While the economic and societal fallout of the coronavirus crisis has yet to be fully determined, legal and insurance experts have warned businesses to prepare for an incoming wave of insurance lawsuits.
According to Omar Ali-Shamaa (pictured), lawyer at Wolfe Pincavage in Miami, the pandemic and accompanying restrictions have lasted longer than expected, forcing many businesses to lay off their employees. This is causing an increase in employment lawsuits, especially age-related discrimination claims.
“Under the Age Discrimination in Employment Act (ADEA), employees who are 40 years or older are protected from age discrimination,” Ali-Shamaa said. “As such, employers who chose to retain a younger employee over an older employee based on health concerns may violate the ADEA, even if the employer’s decision was well-intentioned and made for the purpose of protecting the older employee due to a higher risk of severe illness from COVID-19.”

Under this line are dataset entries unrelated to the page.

//! Built-in tool implementations for the chat agent.
//!
//! - `calculate`: arithmetic, gated on operand magnitude
//! - `get_weather`, `get_local_time`: Open-Meteo backed lookups
//! - `FnTool`: closure-backed tool for ad-hoc registrations

pub mod calculate;
pub mod fn_tool;
pub mod local_time;
pub mod open_meteo;
pub mod weather;

#[cfg(test)]
pub(crate) mod test_server;

pub use calculate::CalculateTool;
pub use fn_tool::FnTool;
pub use local_time::LocalTimeTool;
pub use open_meteo::OpenMeteoClient;
pub use weather::WeatherTool;
//! Tool-call life cycle.
//!
//! ```text
//! input-streaming ─▶ input-available ─┬─(gate: proceed)──────────────▶ output-available
//!                                     ├─(gate: approval)─▶ approval-requested
//!                                     │                     ├─ approve ─▶ approved ─▶ output-available
//!                                     │                     └─ reject ──▶ rejected
//!                                     └─(unknown tool / invalid input) ▶ output-available (error)
//! ```
//!
//! A call can only reach `output-available` through a cleared gate or an
//! approval, and a rejected call carries a denial marker instead of output.

use serde::{Deserialize, Serialize};
use serde_json::Value;
use std::fmt;

use crate::approval::ApprovalError;
use crate::tool::{ToolCall, ToolResult, ToolResultStatus};

#[derive(Debug, Clone, Copy, PartialEq, Eq, Hash, Serialize, Deserialize)]
#[serde(rename_all = "kebab-case")]
pub enum ToolCallState {
    InputStreaming,
    InputAvailable,
    ApprovalRequested,
    Approved,
    Rejected,
    OutputAvailable,
}

impl ToolCallState {
    pub fn is_settled(self) -> bool {
        matches!(self, Self::Rejected | Self::OutputAvailable)
    }
}

impl fmt::Display for ToolCallState {
    fn fmt(&self, f: &mut fmt::Formatter<'_>) -> fmt::Result {
        let s = match self {
            Self::InputStreaming => "input-streaming",
            Self::InputAvailable => "input-available",
            Self::ApprovalRequested => "approval-requested",
            Self::Approved => "approved",
            Self::Rejected => "rejected",
            Self::OutputAvailable => "output-available",
        };
        f.write_str(s)
    }
}

#[derive(Debug, Clone, thiserror::Error, PartialEq, Eq)]
#[error("tool call {id}: cannot {action} while {from}")]
pub struct TransitionError {
    pub id: String,
    pub from: ToolCallState,
    pub action: &'static str,
}

/// A model-proposed call together with its position in the life cycle.
#[derive(Debug, Clone, PartialEq, Serialize, Deserialize)]
pub struct TrackedCall {
    pub call: ToolCall,
    pub state: ToolCallState,
    #[serde(default, skip_serializing_if = "Option::is_none")]
    pub result: Option<ToolResult>,
    /// Set once the gate let the call through without an approval.
    #[serde(skip)]
    cleared: bool,
}

impl TrackedCall {
    /// A call whose arguments are still arriving.
    pub fn streaming(id: impl Into<String>, name: impl Into<String>) -> Self {
        Self {
            call: ToolCall {
                id: id.into(),
                name: name.into(),
                input: Value::Null,
            },
            state: ToolCallState::InputStreaming,
            result: None,
            cleared: false,
        }
    }

    /// A call whose arguments are already complete.
    pub fn available(call: ToolCall) -> Self {
        Self {
            call,
            state: ToolCallState::InputAvailable,
            result: None,
            cleared: false,
        }
    }

    pub fn id(&self) -> &str {
        &self.call.id
    }

    pub fn name(&self) -> &str {
        &self.call.name
    }

    fn guard(&self, allowed: bool, action: &'static str) -> Result<(), TransitionError> {
        if allowed {
            Ok(())
        } else {
            Err(TransitionError {
                id: self.call.id.clone(),
                from: self.state,
                action,
            })
        }
    }

    pub fn mark_input_available(&mut self, input: Value) -> Result<(), TransitionError> {
        self.guard(self.state == ToolCallState::InputStreaming, "finish input")?;
        self.call.input = input;
        self.state = ToolCallState::InputAvailable;
        Ok(())
    }

    /// Apply the gate's verdict: either clear the call for execution or
    /// move it to `approval-requested`.
    pub fn gate(&mut self, requires_approval: bool) -> Result<(), TransitionError> {
        self.guard(
            self.state == ToolCallState::InputAvailable && !self.cleared,
            "gate",
        )?;
        if requires_approval {
            self.state = ToolCallState::ApprovalRequested;
        } else {
            self.cleared = true;
        }
        Ok(())
    }

    pub fn approve(&mut self) -> Result<(), TransitionError> {
        self.guard(self.state == ToolCallState::ApprovalRequested, "approve")?;
        self.state = ToolCallState::Approved;
        Ok(())
    }

    /// Reject the call; the denial marker becomes its result.
    pub fn reject(&mut self, reason: impl Into<String>) -> Result<(), TransitionError> {
        self.guard(
            self.state == ToolCallState::ApprovalRequested
                || (self.state == ToolCallState::InputAvailable && !self.cleared),
            "reject",
        )?;
        self.result = Some(ToolResult::denied(self.call.id.clone(), reason));
        self.state = ToolCallState::Rejected;
        Ok(())
    }

    /// Whether `complete` would be accepted now.
    pub fn may_execute(&self) -> bool {
        self.state == ToolCallState::Approved
            || (self.state == ToolCallState::InputAvailable && self.cleared)
    }

    /// Record the executor's result.
    pub fn complete(&mut self, result: ToolResult) -> Result<(), TransitionError> {
        self.guard(self.may_execute(), "complete")?;
        self.result = Some(result);
        self.state = ToolCallState::OutputAvailable;
        Ok(())
    }

    /// Settle a call that never reached the executor (unknown tool,
    /// invalid input). Only error results are accepted.
    pub fn fail(&mut self, result: ToolResult) -> Result<(), TransitionError> {
        self.guard(
            self.state == ToolCallState::InputAvailable
                && !self.cleared
                && result.status == ToolResultStatus::Error,
            "fail",
        )?;
        self.result = Some(result);
        self.state = ToolCallState::OutputAvailable;
        Ok(())
    }
}

/// The calls proposed in one model step, in proposal order.
#[derive(Debug, Clone, Default)]
pub struct StepCalls {
    calls: Vec<TrackedCall>,
}

impl StepCalls {
    pub fn new() -> Self {
        Self::default()
    }

    /// Add a call. Returns false, leaving the step untouched, when a call
    /// with the same id is already tracked.
    pub fn push(&mut self, call: TrackedCall) -> bool {
        if self.get(call.id()).is_some() {
            return false;
        }
        self.calls.push(call);
        true
    }

    pub fn get(&self, id: &str) -> Option<&TrackedCall> {
        self.calls.iter().find(|c| c.id() == id)
    }

    pub fn get_mut(&mut self, id: &str) -> Option<&mut TrackedCall> {
        self.calls.iter_mut().find(|c| c.id() == id)
    }

    pub fn iter(&self) -> impl Iterator<Item = &TrackedCall> {
        self.calls.iter()
    }

    pub fn len(&self) -> usize {
        self.calls.len()
    }

    pub fn is_empty(&self) -> bool {
        self.calls.is_empty()
    }

    pub fn awaiting_approval(&self) -> usize {
        self.calls
            .iter()
            .filter(|c| c.state == ToolCallState::ApprovalRequested)
            .count()
    }

    pub fn all_settled(&self) -> bool {
        self.calls.iter().all(|c| c.state.is_settled())
    }

    /// Apply an operator decision. Fails without touching any call unless
    /// `id` is currently in `approval-requested`.
    pub fn resolve_approval(
        &mut self,
        id: &str,
        approved: bool,
    ) -> Result<&TrackedCall, ApprovalError> {
        let call = self
            .calls
            .iter_mut()
            .find(|c| c.id() == id && c.state == ToolCallState::ApprovalRequested)
            .ok_or_else(|| ApprovalError::UnknownCall(id.to_string()))?;
        let outcome = if approved {
            call.approve()
        } else {
            call.reject("Tool call was denied by the operator")
        };
        // the state was checked above
        debug_assert!(outcome.is_ok());
        Ok(call)
    }

    pub fn into_vec(self) -> Vec<TrackedCall> {
        self.calls
    }
}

He added that wage and overtime employment claims are also on the rise, and will continue increasing as employers institute pay cuts. In some instances, perhaps inadvertently, employers may convert exempt employees to non-exempt and eligible for overtime.
While the Coronavirus Aid, Relief, and Economic Security (CARES) Act has alleviated some pressure on businesses and employment claims in the US, Ali-Shamaa predicts that employers will see an increase in employment claims due to the expiration of the supplemental federal unemployment benefits.

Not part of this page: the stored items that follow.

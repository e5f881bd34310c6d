use thiserror::Error;

#[derive(Error, Debug)]
pub enum DchatError {
    #[error("Invalid configuration: {0}")]
    Config(String),
}
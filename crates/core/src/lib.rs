pub mod config;
pub mod error;

pub use config::Config;
pub use error::*;
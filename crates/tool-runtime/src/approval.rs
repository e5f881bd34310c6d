//! Approval gate: decides per tool call whether it may run immediately,
//! must wait for an operator decision, or is refused outright.

use serde::{Deserialize, Serialize};
use serde_json::Value;
use std::collections::HashMap;
use std::sync::Arc;

use crate::registry::{RegistryError, ToolRegistry};
use crate::tool::Tool;

/// Operator override for a tool, layered on top of the tool's own predicate.
#[derive(Debug, Clone, Copy, PartialEq, Eq, Serialize, Deserialize)]
#[serde(rename_all = "snake_case")]
pub enum PolicyLevel {
    /// Defer to the tool's approval predicate
    Auto,
    /// Always ask the operator
    Confirm,
    /// Never ask, even if the tool's predicate would
    Never,
    /// Refuse the call without asking
    Deny,
}

impl PolicyLevel {
    /// Parse the config-file spelling ("auto", "confirm", "never", "deny").
    pub fn parse(s: &str) -> Option<Self> {
        match s {
            "auto" => Some(Self::Auto),
            "confirm" | "require_confirmation" => Some(Self::Confirm),
            "never" | "auto_approve" => Some(Self::Never),
            "deny" => Some(Self::Deny),
            _ => None,
        }
    }
}

/// Maps tool names to policy levels.
#[derive(Debug, Clone, Serialize, Deserialize)]
pub struct ApprovalPolicy {
    /// Explicit per-tool levels; keys ending in `*` match by prefix
    pub rules: HashMap<String, PolicyLevel>,
    /// Level for tools not in the rules map
    pub default: PolicyLevel,
}

impl ApprovalPolicy {
    pub fn new() -> Self {
        Self {
            rules: HashMap::new(),
            default: PolicyLevel::Auto,
        }
    }

    pub fn with_rule(mut self, pattern: impl Into<String>, level: PolicyLevel) -> Self {
        self.rules.insert(pattern.into(), level);
        self
    }

    /// Get the level for a given tool name.
    /// Checks exact match first, then the longest matching glob prefix, then default.
    pub fn level_for(&self, tool_name: &str) -> PolicyLevel {
        if let Some(&level) = self.rules.get(tool_name) {
            return level;
        }
        self.rules
            .iter()
            .filter_map(|(pattern, &level)| {
                let prefix = pattern.strip_suffix('*')?;
                tool_name.starts_with(prefix).then_some((prefix.len(), level))
            })
            .max_by_key(|(len, _)| *len)
            .map(|(_, level)| level)
            .unwrap_or(self.default)
    }
}

impl Default for ApprovalPolicy {
    fn default() -> Self {
        Self::new()
    }
}

/// Outcome of gating a single call.
#[derive(Debug, Clone, PartialEq, Eq)]
pub enum GateDecision {
    Proceed,
    RequireApproval,
    Deny(String),
}

/// Combine a policy level with a tool's predicate.
pub fn decide(tool: &dyn Tool, level: PolicyLevel, input: &Value) -> GateDecision {
    match level {
        PolicyLevel::Auto if tool.requires_approval(input) => GateDecision::RequireApproval,
        PolicyLevel::Auto | PolicyLevel::Never => GateDecision::Proceed,
        PolicyLevel::Confirm => GateDecision::RequireApproval,
        PolicyLevel::Deny => GateDecision::Deny(format!(
            "Tool '{}' is denied by policy",
            tool.definition().name
        )),
    }
}

/// Stateless gate over a read-only registry and policy; identical inputs
/// always produce identical decisions.
#[derive(Clone)]
pub struct ApprovalGate {
    registry: Arc<ToolRegistry>,
    policy: Arc<ApprovalPolicy>,
}

impl ApprovalGate {
    pub fn new(registry: Arc<ToolRegistry>, policy: ApprovalPolicy) -> Self {
        Self {
            registry,
            policy: Arc::new(policy),
        }
    }

    pub fn decide(&self, tool_name: &str, input: &Value) -> Result<GateDecision, RegistryError> {
        let tool = self.registry.lookup(tool_name)?;
        Ok(decide(tool.as_ref(), self.policy.level_for(tool_name), input))
    }

    /// True when the call has to wait for an operator decision.
    pub fn requires_approval(&self, tool_name: &str, input: &Value) -> Result<bool, RegistryError> {
        Ok(self.decide(tool_name, input)? == GateDecision::RequireApproval)
    }

    pub fn policy(&self) -> &ApprovalPolicy {
        &self.policy
    }
}

/// An operator's answer to an approval request. Consumed exactly once.
#[derive(Debug, Clone, PartialEq, Eq, Serialize, Deserialize)]
pub struct ApprovalDecision {
    pub tool_call_id: String,
    pub approved: bool,
}

#[derive(Debug, Clone, thiserror::Error, PartialEq, Eq)]
pub enum ApprovalError {
    #[error("No tool call '{0}' is awaiting approval")]
    UnknownCall(String),
}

“The situation is likely to worsen with the Senate and House adjourned until September 08 and 15, respectively,” he said. “Until a decision is made, millions of unemployed Americans will not receive any federal unemployment benefits for at least six weeks. While a CARES Act II with extended unemployment benefits will alleviate the situation, employment practice claims are nonetheless expected to continue rise.”
This, according to Ali-Shamaa, has greatly impacted many industries, especially the hospitality sector. Due to restrictions on the number of customers restaurants can accommodate, revenues are greatly reduced and more employees are laid off. This is causing a surge in employment claims, particularly related to whistleblower claims.
“Driven by fear and uncertainty, and in some cases retaliation for being laid off, there has been an increase in complaints by employees regarding workplace safety, exposure to COVID-19, and adherence to local and state public health orders and/or OSHA directives regarding social distancing,” he said. “Whistleblower claims regarding violations of the Families First Coronavirus Response Act’s paid-leave requirements are also likely to increase as restrictions and unemployment continue to impact the hospitality industry.”
According to Luis Gazitua (pictured), principal of JAG Insurance Group, 2020 has been the ultimate test of agility, as businesses across all industries pivot their previous business strategies to adapt to the current climate. Employers are now navigating a ‘new normal” and must re-examine their insurance policies to ensure their businesses are adequately covered under local guidelines.
In order to minimize the risk of lawsuits, Gazitua advised business owners to make sure they are not being unintentionally discriminatory when bringing back employees after a shutdown.
“For example, if you choose to bring back a younger employee and do not retain an older employee at the same time, it may open you up to discrimination litigation,” he said.
Risk managers must also communicate all operational changes to their carrier as these adjustments may require specific endorsements.
“For example, despite obtaining permission from a neighbouring business to expand outdoor seating, operators must document this change with their carrier, as it can alter the premium,” Gazitua said. “Without this, operators are subjected to grey areas and it is unclear as to which business is responsible for potential claims.”
With business interruption cases already being dissected in the courts, Gazitua believes the next wave of litigation will be regarding employment practices liability insurance.
“Thus, it is imperative to understand and implement the best policy for your business and connect with your agent to review your current plan,” he said. “To mitigate risk, employers must cover all their bases, document everything, and communicate effectively with their agent.
“Also, it’s paramount to follows current CDC guidelines and any guidelines from your local municipality. This will avoid any missteps that could prove costly if a customer or employee were to contract COVID-19 while at your establishment. It is more important than ever to play by the book to mitigate any potential liability. Eliminate all assumptions.”